§ **Activity**
From the very first line down to the line containing "standard pressure, inHg.", write out the material exactly as it appears, and no more.

§ **Input data**
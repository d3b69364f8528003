//! Tunables passed in at startup.
//!
//! Persisting these is the settings store's job; this crate only validates
//! what it is handed and returns adjusted values for the store to save.

/// Altimeter setting at standard pressure, inHg.
pub const STANDARD_ALTIMETER_SETTING: f32 = 29.921;
pub const MIN_ALTIMETER_SETTING: f32 = 28.0;
pub const MAX_ALTIMETER_SETTING: f32 = 32.0;

/// Upper bound on the climb running-average window.
pub const MAX_CLIMB_FILTER_SAMPLES: usize = 20;

#[derive(Clone, Copy, Debug, PartialEq)]
#[cfg_attr(feature = "defmt", derive(defmt::Format))]
pub struct VarioConfig {
    /// inHg
    pub altimeter_setting: f32,
    /// Running-average length for the displayed climb rate.
    pub climb_filter_samples: usize,
    /// Pressure cycles per temperature conversion.
    pub temperature_every: u8,
    /// Kalman position measurement variance, m².
    pub position_variance: f32,
    /// Kalman acceleration process variance, (m/s²)².
    pub acceleration_variance: f32,
    /// Motion samples averaged before the gravity estimate goes exponential.
    pub warmup_samples: u32,
    /// Initial airspeed guess for the wind fit, m/s.
    pub standard_airspeed: f32,
    /// Coordinate-descent step of the wind fit, m/s.
    pub wind_step: f32,
}

impl Default for VarioConfig {
    fn default() -> Self {
        Self {
            altimeter_setting: STANDARD_ALTIMETER_SETTING,
            climb_filter_samples: 3,
            temperature_every: 20,
            position_variance: 0.1 * 0.1,
            acceleration_variance: 0.3 * 0.3,
            warmup_samples: 60,
            standard_airspeed: 9.0,
            wind_step: 0.1,
        }
    }
}

impl VarioConfig {
    /// Replaces out-of-range values loaded from storage with defaults.
    pub fn sanitized(mut self) -> Self {
        let defaults = Self::default();
        if !altimeter_setting_in_range(self.altimeter_setting) {
            defmt_or_log::warn!("stored altimeter setting out of range, using standard");
            self.altimeter_setting = defaults.altimeter_setting;
        }
        if self.climb_filter_samples == 0 || self.climb_filter_samples > MAX_CLIMB_FILTER_SAMPLES {
            self.climb_filter_samples = defaults.climb_filter_samples;
        }
        if self.temperature_every == 0 {
            self.temperature_every = defaults.temperature_every;
        }
        if !(self.position_variance > 0.0) || !(self.acceleration_variance > 0.0) {
            self.position_variance = defaults.position_variance;
            self.acceleration_variance = defaults.acceleration_variance;
        }
        if !(self.standard_airspeed > 0.0) {
            self.standard_airspeed = defaults.standard_airspeed;
        }
        if !(self.wind_step > 0.0) {
            self.wind_step = defaults.wind_step;
        }
        self
    }
}

/// Open interval check used on load.
pub fn altimeter_setting_in_range(setting: f32) -> bool {
    setting > MIN_ALTIMETER_SETTING && setting < MAX_ALTIMETER_SETTING
}

#[cfg(test)]
mod tests {
    use super::*;

    #[test]
    fn sanitize_keeps_valid_values() {
        let cfg = VarioConfig { altimeter_setting: 30.12, ..Default::default() };
        assert_eq!(cfg.sanitized(), cfg);
    }

    #[test]
    fn sanitize_replaces_garbage() {
        let cfg = VarioConfig {
            altimeter_setting: 0.0,
            climb_filter_samples: 50,
            temperature_every: 0,
            position_variance: f32::NAN,
            standard_airspeed: -1.0,
            ..Default::default()
        }
        .sanitized();
        let defaults = VarioConfig::default();
        assert_eq!(cfg.altimeter_setting, defaults.altimeter_setting);
        assert_eq!(cfg.climb_filter_samples, defaults.climb_filter_samples);
        assert_eq!(cfg.temperature_every, defaults.temperature_every);
        assert_eq!(cfg.position_variance, defaults.position_variance);
        assert_eq!(cfg.standard_airspeed, defaults.standard_airspeed);
    }

    #[test]
    fn range_is_open() {
        assert!(!altimeter_setting_in_range(28.0));
        assert!(!altimeter_setting_in_range(32.0));
        assert!(altimeter_setting_in_range(29.921));
    }
}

§ **Answer box**
repository d3b69364f8528003
//! Tunables passed in at startup.
//!
//! Persisting these is the settings store's job; this crate only validates
//! what it is handed and returns adjusted values for the store to save.

/// Altimeter setting at standard pressure, inHg.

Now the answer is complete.